RU51281U1 - PROTECTIVE OPTICAL TRANSPARENCY ELECTROMAGNETIC SCREEN - Google Patents

Abstract

The utility model relates to the field of development of means of protection against side electromagnetic radiation (EMR) and pick-ups of indicator devices for various purposes, in particular, to the creation of protective electromagnetic screens made of glass with a sprayed conductive coating based on indium oxide, which can be used in electronics and in other areas of industry. The protective optically transparent electromagnetic screen for display devices, in particular for monitors, includes glass containing an optically transparent conductive coating based on indium oxide, which is obtained by magnetron sputtering and deposition on a preheated substrate in vacuum and made with a thickness of 100-200 nm, with a specific electrical resistance of not more than 10 Ohm / cm ² , with a transmittance of light in the visible part of the spectrum of more than 80% and with a coefficient of attenuation of secondary electromagnetic radiation not less than e 40 dB.

Description

The utility model relates to the field of development of means of protection against side electromagnetic radiation (EMR) and pick-ups of indicator devices for various purposes, in particular, to the creation of protective electromagnetic screens made of glass with a sprayed conductive coating based on indium oxide, which can be used in electronics and in other areas of industry. The scope of the invention is determined by the functional properties of the film deposited on glass, obtained by vacuum deposition, which has transparency, electrical conductivity, high mechanical strength and resistance to aggressive environments.

It is known to use for these purposes oxide coatings, in particular films of tin oxide and indium oxide, which are transparent in the visible spectral range and reflect infrared rays. In addition, these oxides with impaired stoichiometry with a lack of oxygen have electrical conductivity, forming electrically conductive, transparent coatings on the surface of the product.

One of the main applications of glass coated with a film of In ₂ O ₃ is its use as an electromagnetic screen for display devices, in particular computer monitors.

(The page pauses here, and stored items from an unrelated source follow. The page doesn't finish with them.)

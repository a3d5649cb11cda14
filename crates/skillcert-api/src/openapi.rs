//! # OpenAPI Specification Assembly
//!
//! Assembles all utoipa-documented routes into a single OpenAPI spec,
//! served unauthenticated at `/openapi.json`.

use axum::routing::get;
use axum::{Json, Router};
use utoipa::OpenApi;

use crate::state::AppState;

/// Assembled OpenAPI spec for the entire API surface.
#[derive(OpenApi)]
#[openapi(
    info(
        title = "SkillCert API — Credential Issuance & Verification Registry",
        version = "0.1.0",
        description = "Issuer registration and verification, the admin-curated skill-category taxonomy, the credential lifecycle (mint, renew, transfer, revocation paths, validity probe), derived holder profiles, and the platform fee treasury.",
        license(name = "Apache-2.0")
    ),
    paths(
        // Issuers
        crate::routes::issuers::register_issuer,
        crate::routes::issuers::verify_issuer,
        crate::routes::issuers::get_issuer,
        // Categories
        crate::routes::categories::add_category,
        crate::routes::categories::deactivate_category,
        crate::routes::categories::get_category,
        crate::routes::categories::list_categories,
        // Credentials
        crate::routes::credentials::mint_credential,
        crate::routes::credentials::get_credential,
        crate::routes::credentials::credential_validity,
        crate::routes::credentials::authenticity_check,
        crate::routes::credentials::renew_credential,
        crate::routes::credentials::revoke_credential,
        crate::routes::credentials::emergency_revoke_credential,
        crate::routes::credentials::transfer_credential,
        // Holders
        crate::routes::holders::get_holder_profile,
        // Admin
        crate::routes::admin::toggle_pause,
        crate::routes::admin::set_fee_rate,
        crate::routes::admin::withdraw_fees,
        crate::routes::admin::advance_clock,
        crate::routes::admin::dashboard,
        crate::routes::admin::registry_stats,
    ),
    components(schemas(
        // Error types
        crate::error::ErrorBody,
        crate::error::ErrorDetail,
        // Issuer DTOs
        crate::routes::issuers::RegisterIssuerRequest,
        crate::routes::issuers::IssuerInfo,
        // Category DTOs
        crate::routes::categories::AddCategoryRequest,
        crate::routes::categories::CategoryInfo,
        // Credential DTOs
        crate::routes::credentials::MintCredentialRequest,
        crate::routes::credentials::MintCredentialResponse,
        crate::routes::credentials::CredentialDetails,
        crate::routes::credentials::ValidityResponse,
        crate::routes::credentials::AuthenticityCheckResponse,
        crate::routes::credentials::RenewCredentialRequest,
        crate::routes::credentials::TransferCredentialRequest,
        // Holder DTOs
        crate::routes::holders::HolderProfileInfo,
        // Admin DTOs
        crate::routes::admin::PauseResponse,
        crate::routes::admin::SetFeeRateRequest,
        crate::routes::admin::FeeRateResponse,
        crate::routes::admin::WithdrawFeesResponse,
        crate::routes::admin::AdvanceClockRequest,
        crate::routes::admin::ClockResponse,
        crate::routes::admin::StatsResponse,
        crate::routes::admin::DashboardResponse,
    )),
    tags(
        (name = "issuers", description = "Issuer registration and verification"),
        (name = "categories", description = "Admin-curated skill-category taxonomy"),
        (name = "credentials", description = "Credential lifecycle operations"),
        (name = "holders", description = "Derived holder profiles"),
        (name = "admin", description = "Administration, fee treasury, ledger clock, stats"),
    )
)]
pub struct ApiDoc;

/// Build the OpenAPI router, serving the JSON spec at `/openapi.json`.
pub fn router() -> Router<AppState> {
    Router::new().route("/openapi.json", get(openapi_json))
}

/// GET /openapi.json — Return the generated OpenAPI specification.
async fn openapi_json() -> Json<utoipa::openapi::OpenApi> {
    Json(ApiDoc::openapi())
}
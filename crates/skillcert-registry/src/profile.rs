//! Holder profiles: per-identity aggregates maintained by credential
//! mutations.

use serde::{Deserialize, Serialize};

/// Aggregate statistics for one credential holder.
///
/// Strictly derived bookkeeping: minting and transfer-in credit the
/// profile, transfer-out debits it. Revocation and expiry do NOT debit —
/// those are status changes on the credential, and the profile counts
/// credentials ever held. Per-credential validity is what the validity
/// probe answers.
#[derive(Debug, Clone, PartialEq, Eq, Serialize, Deserialize)]
pub struct HolderProfile {
    /// Credentials currently attributed to the holder.
    pub total_credentials: u64,
    /// Credentials minted by a verified issuer. Every mint in the current
    /// contract is issuer-verified, so this tracks `total_credentials`.
    pub verified_credentials: u64,
    /// Weighted sum of certification-level points.
    pub skill_points: u64,
    /// Always true once the profile exists.
    pub profile_active: bool,
}

impl HolderProfile {
    pub fn new() -> Self {
        HolderProfile {
            total_credentials: 0,
            verified_credentials: 0,
            skill_points: 0,
            profile_active: true,
        }
    }

    /// Credits one credential worth `points` to the profile.
    pub fn credit(&mut self, points: u64) {
        self.total_credentials += 1;
        self.verified_credentials += 1;
        self.skill_points += points;
    }

    /// Debits one credential worth `points` from the profile. Saturating,
    /// so a stray debit can never underflow the counters.
    pub fn debit(&mut self, points: u64) {
        self.total_credentials = self.total_credentials.saturating_sub(1);
        self.verified_credentials = self.verified_credentials.saturating_sub(1);
        self.skill_points = self.skill_points.saturating_sub(points);
    }
}

impl Default for HolderProfile {
    fn default() -> Self {
        HolderProfile::new()
    }
}
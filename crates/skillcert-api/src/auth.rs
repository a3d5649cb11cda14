//! # Authentication & Caller Identity
//!
//! Two separate concerns, deliberately kept apart:
//!
//! 1. **Bearer token** — `Authorization: Bearer <token>` gates the whole
//!    API surface (health probes, metrics, and the OpenAPI document stay
//!    open). The token is an infrastructure credential; it says nothing
//!    about who the caller is on the ledger.
//! 2. **Caller account** — the `x-caller-account` header carries the
//!    opaque ledger principal the operation executes as. The registry
//!    authorizes against this value (admin equality, credential issuer,
//!    current holder). In the original deployment the host ledger proved
//!    this binding; here it is an explicit collaborator supplied per
//!    request.
//!
//! When `AuthConfig.token` is `None`, all requests pass (auth disabled,
//! development and test mode).

use axum::extract::Request;
use axum::http::request::Parts;
use axum::http::{header, StatusCode};
use axum::middleware::Next;
use axum::response::{IntoResponse, Response};
use axum::Json;
use skillcert_core::AccountId;
use subtle::ConstantTimeEq;
use zeroize::Zeroizing;

use crate::error::{AppError, ErrorBody, ErrorDetail};

/// Header naming the ledger principal a request executes as.
pub const CALLER_ACCOUNT_HEADER: &str = "x-caller-account";

// ── Secret token ────────────────────────────────────────────────────

/// A bearer secret that zeroizes on drop and never prints its value.
#[derive(Clone)]
pub struct SecretToken(Zeroizing<String>);

impl SecretToken {
    pub fn new(raw: impl Into<String>) -> Self {
        SecretToken(Zeroizing::new(raw.into()))
    }

    /// Constant-time comparison against a provided token.
    ///
    /// When lengths differ, a dummy comparison runs anyway so the timing
    /// does not reveal whether the length matched.
    pub fn matches(&self, provided: &str) -> bool {
        let expected = self.0.as_bytes();
        let provided = provided.as_bytes();
        if provided.len() != expected.len() {
            let _ = expected.ct_eq(expected);
            return false;
        }
        provided.ct_eq(expected).into()
    }
}

impl std::fmt::Debug for SecretToken {
    fn fmt(&self, f: &mut std::fmt::Formatter<'_>) -> std::fmt::Result {
        f.write_str("SecretToken([REDACTED])")
    }
}

// ── Auth configuration ──────────────────────────────────────────────

/// Auth configuration injected into request extensions.
#[derive(Debug, Clone)]
pub struct AuthConfig {
    pub token: Option<SecretToken>,
}

// ── Caller identity extractor ───────────────────────────────────────

/// The ledger principal a request executes as, read from
/// [`CALLER_ACCOUNT_HEADER`].
///
/// Handlers for mutating operations take this as an extractor argument.
/// A missing header rejects with 401; a malformed principal rejects with
/// 422 before the registry is touched.
#[derive(Debug, Clone, PartialEq, Eq)]
pub struct CallerAccount(pub AccountId);

#[axum::async_trait]
impl<S: Send + Sync> axum::extract::FromRequestParts<S> for CallerAccount {
    type Rejection = AppError;

    async fn from_request_parts(parts: &mut Parts, _state: &S) -> Result<Self, Self::Rejection> {
        let raw = parts
            .headers
            .get(CALLER_ACCOUNT_HEADER)
            .and_then(|v| v.to_str().ok())
            .ok_or_else(|| {
                AppError::Unauthorized(format!("missing {CALLER_ACCOUNT_HEADER} header"))
            })?;
        let account = AccountId::new(raw)?;
        Ok(CallerAccount(account))
    }
}

// ── Middleware ──────────────────────────────────────────────────────

/// Validate the Bearer token from the Authorization header.
///
/// The caller-account header is not touched here; it is extracted per
/// handler so that read-only endpoints stay anonymous.
pub async fn auth_middleware(request: Request, next: Next) -> Response {
    let config = request.extensions().get::<AuthConfig>().cloned();

    match config {
        Some(AuthConfig {
            token: Some(ref expected),
        }) => {
            let auth_header = request
                .headers()
                .get(header::AUTHORIZATION)
                .and_then(|v| v.to_str().ok());

            match auth_header {
                Some(value) if value.starts_with("Bearer ") => {
                    if expected.matches(&value[7..]) {
                        next.run(request).await
                    } else {
                        tracing::warn!("authentication failed: invalid bearer token");
                        unauthorized_response("invalid bearer token")
                    }
                }
                Some(_) => {
                    tracing::warn!("authentication failed: non-Bearer authorization scheme");
                    unauthorized_response("authorization header must use Bearer scheme")
                }
                None => {
                    tracing::warn!("authentication failed: missing authorization header");
                    unauthorized_response("missing authorization header")
                }
            }
        }
        _ => next.run(request).await,
    }
}

fn unauthorized_response(message: &str) -> Response {
    let body = ErrorBody {
        error: ErrorDetail {
            code: "UNAUTHORIZED".to_string(),
            message: message.to_string(),
            details: None,
        },
    };
    (StatusCode::UNAUTHORIZED, Json(body)).into_response()
}

#[cfg(test)]
mod tests {
    use super::*;
    use axum::body::Body;
    use axum::http::{Request, StatusCode};
    use axum::middleware::from_fn;
    use axum::routing::get;
    use axum::Router;
    use http_body_util::BodyExt;
    use tower::ServiceExt;

    async fn echo_caller(caller: CallerAccount) -> String {
        caller.0.to_string()
    }

    /// Minimal router with the auth middleware and a caller-echo handler.
    fn test_app(token: Option<&str>) -> Router {
        let auth_config = AuthConfig {
            token: token.map(SecretToken::new),
        };
        Router::new()
            .route("/test", get(|| async { "ok" }))
            .route("/caller", get(echo_caller))
            .layer(from_fn(auth_middleware))
            .layer(axum::Extension(auth_config))
    }

    // ── Bearer token ────────────────────────────────────────────────

    #[tokio::test]
    async fn valid_bearer_token_accepted() {
        let app = test_app(Some("my-secret"));
        let request = Request::builder()
            .uri("/test")
            .header("Authorization", "Bearer my-secret")
            .body(Body::empty())
            .unwrap();

        let response = app.oneshot(request).await.unwrap();
        assert_eq!(response.status(), StatusCode::OK);

        let body = response.into_body().collect().await.unwrap().to_bytes();
        assert_eq!(&body[..], b"ok");
    }

    #[tokio::test]
    async fn missing_authorization_header_rejected() {
        let app = test_app(Some("my-secret"));
        let request = Request::builder().uri("/test").body(Body::empty()).unwrap();

        let response = app.oneshot(request).await.unwrap();
        assert_eq!(response.status(), StatusCode::UNAUTHORIZED);

        let body = response.into_body().collect().await.unwrap().to_bytes();
        let err: serde_json::Value = serde_json::from_slice(&body).unwrap();
        assert_eq!(err["error"]["code"], "UNAUTHORIZED");
        assert!(err["error"]["message"].as_str().unwrap().contains("missing"));
    }

    #[tokio::test]
    async fn invalid_token_rejected() {
        let app = test_app(Some("my-secret"));
        let request = Request::builder()
            .uri("/test")
            .header("Authorization", "Bearer wrong-token")
            .body(Body::empty())
            .unwrap();

        let response = app.oneshot(request).await.unwrap();
        assert_eq!(response.status(), StatusCode::UNAUTHORIZED);
    }

    #[tokio::test]
    async fn non_bearer_scheme_rejected() {
        let app = test_app(Some("my-secret"));
        let request = Request::builder()
            .uri("/test")
            .header("Authorization", "Basic dXNlcjpwYXNz")
            .body(Body::empty())
            .unwrap();

        let response = app.oneshot(request).await.unwrap();
        assert_eq!(response.status(), StatusCode::UNAUTHORIZED);

        let body = response.into_body().collect().await.unwrap().to_bytes();
        let err: serde_json::Value = serde_json::from_slice(&body).unwrap();
        assert!(err["error"]["message"]
            .as_str()
            .unwrap()
            .contains("Bearer scheme"));
    }

    #[tokio::test]
    async fn auth_disabled_allows_all_requests() {
        let app = test_app(None);
        let request = Request::builder().uri("/test").body(Body::empty()).unwrap();

        let response = app.oneshot(request).await.unwrap();
        assert_eq!(response.status(), StatusCode::OK);
    }

    // ── SecretToken ─────────────────────────────────────────────────

    #[test]
    fn secret_token_matches_identical() {
        assert!(SecretToken::new("secret-token-123").matches("secret-token-123"));
    }

    #[test]
    fn secret_token_rejects_wrong_value() {
        assert!(!SecretToken::new("secret-token-123").matches("wrong-token"));
    }

    #[test]
    fn secret_token_rejects_prefix() {
        assert!(!SecretToken::new("secret-token-123").matches("secret"));
    }

    #[test]
    fn secret_token_rejects_empty() {
        assert!(!SecretToken::new("secret-token-123").matches(""));
    }

    #[test]
    fn secret_token_debug_is_redacted() {
        let token = SecretToken::new("super-secret");
        assert!(!format!("{token:?}").contains("super-secret"));
    }

    // ── CallerAccount extractor ─────────────────────────────────────

    #[tokio::test]
    async fn caller_account_extracted_from_header() {
        let app = test_app(None);
        let request = Request::builder()
            .uri("/caller")
            .header(CALLER_ACCOUNT_HEADER, "ST1ISSUER")
            .body(Body::empty())
            .unwrap();

        let response = app.oneshot(request).await.unwrap();
        assert_eq!(response.status(), StatusCode::OK);

        let body = response.into_body().collect().await.unwrap().to_bytes();
        assert_eq!(&body[..], b"ST1ISSUER");
    }

    #[tokio::test]
    async fn missing_caller_header_rejected_unauthorized() {
        let app = test_app(None);
        let request = Request::builder().uri("/caller").body(Body::empty()).unwrap();

        let response = app.oneshot(request).await.unwrap();
        assert_eq!(response.status(), StatusCode::UNAUTHORIZED);
    }

    #[tokio::test]
    async fn malformed_caller_header_rejected_as_validation_error() {
        let app = test_app(None);
        let request = Request::builder()
            .uri("/caller")
            .header(CALLER_ACCOUNT_HEADER, "has whitespace")
            .body(Body::empty())
            .unwrap();

        let response = app.oneshot(request).await.unwrap();
        assert_eq!(response.status(), StatusCode::UNPROCESSABLE_ENTITY);
    }
}
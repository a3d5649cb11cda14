//! # skillcert-core — Foundational Types for the Skillcert Registry
//!
//! This crate is the bedrock of the Skillcert stack. It defines the core
//! type-system primitives the registry and API layers are built on. Every
//! other crate in the workspace depends on `skillcert-core`; it depends on
//! nothing internal.
//!
//! ## Key Design Principles
//!
//! 1. **Newtype wrappers for domain primitives.** `AccountId`, `CredentialId`,
//!    `Tick` — all newtypes with explicit constructors. No bare strings for
//!    ledger principals, no bare integers for credential ids or ledger time.
//!
//! 2. **Numeric wire codes stay at the edge.** `CertificationLevel` and
//!    `IssuerType` carry their ledger-visible numeric codes (`1..=4` and
//!    `1..=3`); `from_code` is the single place an untrusted number becomes
//!    a typed value, so out-of-range codes are rejected exactly once.
//!
//! 3. **Ledger time is opaque.** The `Tick` type is a monotonic counter with
//!    no relation to wall-clock time. Expiry comparison is integer comparison;
//!    nothing in the stack reads an ambient clock.
//!
//! ## Crate Policy
//!
//! - No dependencies on other `skillcert-*` crates (this is the leaf of the DAG).
//! - No `unsafe` code.
//! - No `panic!()` or `.unwrap()` outside tests.
//! - All public types derive `Debug`, `Clone`, and implement `Serialize`/`Deserialize`.

pub mod domain;
pub mod error;
pub mod identity;
pub mod temporal;

// Re-export primary types for ergonomic imports.
pub use domain::{
    CertificationLevel, IssuerType, MAX_CATEGORY_DESCRIPTION_LEN, MAX_CATEGORY_NAME_LEN,
    MAX_ISSUER_NAME_LEN, MAX_METADATA_URI_LEN, MAX_SKILL_NAME_LEN,
};
pub use error::ValidationError;
pub use identity::{AccountId, CredentialId};
pub use temporal::Tick;
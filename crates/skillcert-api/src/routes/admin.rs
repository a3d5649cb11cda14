//! # Administration & Registry Stats API
//!
//! The administrator's console: the pause toggle, fee treasury, ledger
//! clock control, and a dashboard. The public stats endpoint lives here
//! too — it is the same snapshot without the admin gate.
//!
//! ## Endpoints
//!
//! - `POST /v1/admin/pause` — toggle the global pause flag
//! - `POST /v1/admin/fees/rate` — set the per-mint fee rate
//! - `POST /v1/admin/fees/withdraw` — drain the accumulated fee balance
//! - `POST /v1/admin/clock/advance` — advance the ledger clock
//! - `GET /v1/admin/dashboard` — admin view: snapshot plus clock
//! - `GET /v1/registry/stats` — public registry snapshot

use axum::extract::rejection::JsonRejection;
use axum::extract::State;
use axum::routing::{get, post};
use axum::{Json, Router};
use serde::{Deserialize, Serialize};
use skillcert_registry::{RegistryError, RegistrySnapshot};
use utoipa::ToSchema;

use crate::auth::CallerAccount;
use crate::error::AppError;
use crate::extractors::{extract_validated_json, Validate};
use crate::state::AppState;

// ── Request/Response DTOs ───────────────────────────────────────────

/// Pause toggle result.
#[derive(Debug, Serialize, ToSchema)]
pub struct PauseResponse {
    /// The pause state after the toggle.
    pub paused: bool,
}

/// Request to set the per-mint platform fee rate.
#[derive(Debug, Deserialize, ToSchema)]
pub struct SetFeeRateRequest {
    /// Fee in micro-units of the ledger's base currency. Capped at
    /// 5,000,000 (5 base units).
    pub amount: u64,
}

impl Validate for SetFeeRateRequest {
    fn validate(&self) -> Result<(), String> {
        Ok(())
    }
}

/// Fee rate after an update.
#[derive(Debug, Serialize, ToSchema)]
pub struct FeeRateResponse {
    pub platform_fee_rate: u64,
}

/// Result of a treasury withdrawal.
#[derive(Debug, Serialize, ToSchema)]
pub struct WithdrawFeesResponse {
    /// Amount drained to the administrator. Zero is a valid withdrawal.
    pub withdrawn: u64,
}

/// Request to advance the ledger clock.
#[derive(Debug, Deserialize, ToSchema)]
pub struct AdvanceClockRequest {
    /// Number of ticks to advance by. Must be positive.
    pub ticks: u64,
}

impl Validate for AdvanceClockRequest {
    fn validate(&self) -> Result<(), String> {
        if self.ticks == 0 {
            return Err("ticks must be positive".to_string());
        }
        Ok(())
    }
}

/// Current ledger clock position.
#[derive(Debug, Serialize, ToSchema)]
pub struct ClockResponse {
    pub current_tick: u64,
}

/// Point-in-time registry statistics.
#[derive(Debug, Serialize, ToSchema)]
pub struct StatsResponse {
    pub total_credentials: u64,
    pub active_credentials: u64,
    pub expired_credentials: u64,
    pub revoked_credentials: u64,
    pub total_issuers: u64,
    pub verified_issuers: u64,
    pub total_categories: u64,
    pub active_categories: u64,
    pub holder_profiles: u64,
    pub paused: bool,
    pub platform_fee_rate: u64,
    pub accumulated_fees: u64,
}

impl From<RegistrySnapshot> for StatsResponse {
    fn from(snapshot: RegistrySnapshot) -> Self {
        StatsResponse {
            total_credentials: snapshot.total_credentials,
            active_credentials: snapshot.active_credentials,
            expired_credentials: snapshot.expired_credentials,
            revoked_credentials: snapshot.revoked_credentials,
            total_issuers: snapshot.total_issuers,
            verified_issuers: snapshot.verified_issuers,
            total_categories: snapshot.total_categories,
            active_categories: snapshot.active_categories,
            holder_profiles: snapshot.holder_profiles,
            paused: snapshot.paused,
            platform_fee_rate: snapshot.platform_fee_rate,
            accumulated_fees: snapshot.accumulated_fees,
        }
    }
}

/// Administrator dashboard: the snapshot plus the clock position.
#[derive(Debug, Serialize, ToSchema)]
pub struct DashboardResponse {
    pub current_tick: u64,
    pub admin_account: String,
    pub stats: StatsResponse,
}

// ── Router ──────────────────────────────────────────────────────────

pub fn router() -> Router<AppState> {
    Router::new()
        .route("/v1/admin/pause", post(toggle_pause))
        .route("/v1/admin/fees/rate", post(set_fee_rate))
        .route("/v1/admin/fees/withdraw", post(withdraw_fees))
        .route("/v1/admin/clock/advance", post(advance_clock))
        .route("/v1/admin/dashboard", get(dashboard))
        .route("/v1/registry/stats", get(registry_stats))
}

// ── Handlers ────────────────────────────────────────────────────────

/// POST /v1/admin/pause — Toggle the global pause flag.
#[utoipa::path(
    post,
    path = "/v1/admin/pause",
    responses(
        (status = 200, description = "Pause flag flipped", body = PauseResponse),
        (status = 403, description = "Caller is not the administrator", body = crate::error::ErrorBody),
    ),
    tag = "admin"
)]
async fn toggle_pause(
    State(state): State<AppState>,
    caller: CallerAccount,
) -> Result<Json<PauseResponse>, AppError> {
    let mut registry = state.registry.write();
    state.clock.next_block();
    let paused = registry.toggle_pause(&caller.0)?;
    tracing::info!(paused, "registry pause toggled");
    Ok(Json(PauseResponse { paused }))
}

/// POST /v1/admin/fees/rate — Set the per-mint fee rate.
#[utoipa::path(
    post,
    path = "/v1/admin/fees/rate",
    request_body = SetFeeRateRequest,
    responses(
        (status = 200, description = "Fee rate updated", body = FeeRateResponse),
        (status = 400, description = "Rate exceeds the configured maximum", body = crate::error::ErrorBody),
        (status = 403, description = "Caller is not the administrator", body = crate::error::ErrorBody),
    ),
    tag = "admin"
)]
async fn set_fee_rate(
    State(state): State<AppState>,
    caller: CallerAccount,
    body: Result<Json<SetFeeRateRequest>, JsonRejection>,
) -> Result<Json<FeeRateResponse>, AppError> {
    let req = extract_validated_json(body)?;
    let mut registry = state.registry.write();
    state.clock.next_block();
    registry.set_platform_fee(&caller.0, req.amount)?;
    Ok(Json(FeeRateResponse {
        platform_fee_rate: registry.platform_fee_rate(),
    }))
}

/// POST /v1/admin/fees/withdraw — Drain the accumulated fee balance.
///
/// The actual currency transfer is the host ledger's concern; the
/// registry reports the drained amount and zeroes the balance.
#[utoipa::path(
    post,
    path = "/v1/admin/fees/withdraw",
    responses(
        (status = 200, description = "Balance drained (zero is valid)", body = WithdrawFeesResponse),
        (status = 403, description = "Caller is not the administrator", body = crate::error::ErrorBody),
    ),
    tag = "admin"
)]
async fn withdraw_fees(
    State(state): State<AppState>,
    caller: CallerAccount,
) -> Result<Json<WithdrawFeesResponse>, AppError> {
    let mut registry = state.registry.write();
    state.clock.next_block();
    let withdrawn = registry.withdraw_platform_fees(&caller.0)?;
    tracing::info!(withdrawn, "platform fees withdrawn");
    Ok(Json(WithdrawFeesResponse { withdrawn }))
}

/// POST /v1/admin/clock/advance — Advance the ledger clock.
///
/// The clock is API-layer state, not a registry operation, so the admin
/// gate is checked here with the same numeric contract.
#[utoipa::path(
    post,
    path = "/v1/admin/clock/advance",
    request_body = AdvanceClockRequest,
    responses(
        (status = 200, description = "Clock advanced", body = ClockResponse),
        (status = 403, description = "Caller is not the administrator", body = crate::error::ErrorBody),
        (status = 422, description = "Zero ticks", body = crate::error::ErrorBody),
    ),
    tag = "admin"
)]
async fn advance_clock(
    State(state): State<AppState>,
    caller: CallerAccount,
    body: Result<Json<AdvanceClockRequest>, JsonRejection>,
) -> Result<Json<ClockResponse>, AppError> {
    let req = extract_validated_json(body)?;
    if !state.registry.read().is_admin(&caller.0) {
        return Err(RegistryError::NotOwner.into());
    }
    let now = state.clock.advance(req.ticks);
    tracing::info!(tick = now.value(), "ledger clock advanced");
    Ok(Json(ClockResponse {
        current_tick: now.value(),
    }))
}

/// GET /v1/admin/dashboard — Administrator view of the registry.
#[utoipa::path(
    get,
    path = "/v1/admin/dashboard",
    responses(
        (status = 200, description = "Dashboard", body = DashboardResponse),
        (status = 403, description = "Caller is not the administrator", body = crate::error::ErrorBody),
    ),
    tag = "admin"
)]
async fn dashboard(
    State(state): State<AppState>,
    caller: CallerAccount,
) -> Result<Json<DashboardResponse>, AppError> {
    let registry = state.registry.read();
    if !registry.is_admin(&caller.0) {
        return Err(RegistryError::NotOwner.into());
    }
    let now = state.clock.now();
    Ok(Json(DashboardResponse {
        current_tick: now.value(),
        admin_account: registry.admin().to_string(),
        stats: registry.snapshot(now).into(),
    }))
}

/// GET /v1/registry/stats — Public registry snapshot.
#[utoipa::path(
    get,
    path = "/v1/registry/stats",
    responses(
        (status = 200, description = "Registry statistics", body = StatsResponse),
    ),
    tag = "admin"
)]
async fn registry_stats(State(state): State<AppState>) -> Json<StatsResponse> {
    let registry = state.registry.read();
    Json(registry.snapshot(state.clock.now()).into())
}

Any monitor, including a TFT (LCD) monitor, has spurious electromagnetic radiation. This radiation is not only harmful from the medical point of view for the operator, but may contain information signs that allow remote reading of information from the monitor. For guard

from such spurious emissions, special screens and absorbers are used. However, protecting the front of the monitor is very difficult, because the operator should see the image on the screen brightly, without distortion of color and size. The use of metal grids gives a moire that does not allow you to see small details of the image on the screen, such as a fine print. In addition, the moire is very tiring operator's eyes. The use of glasses with a conductive optically transparent coating solves the problem of shielding EMR for monitors, display devices. The film coating on such glasses should have a low resistivity, high transparency, a high attenuation coefficient of spurious emissions, and high adhesion to the substrate. Due to their properties, coatings containing indium oxide are often used for this purpose.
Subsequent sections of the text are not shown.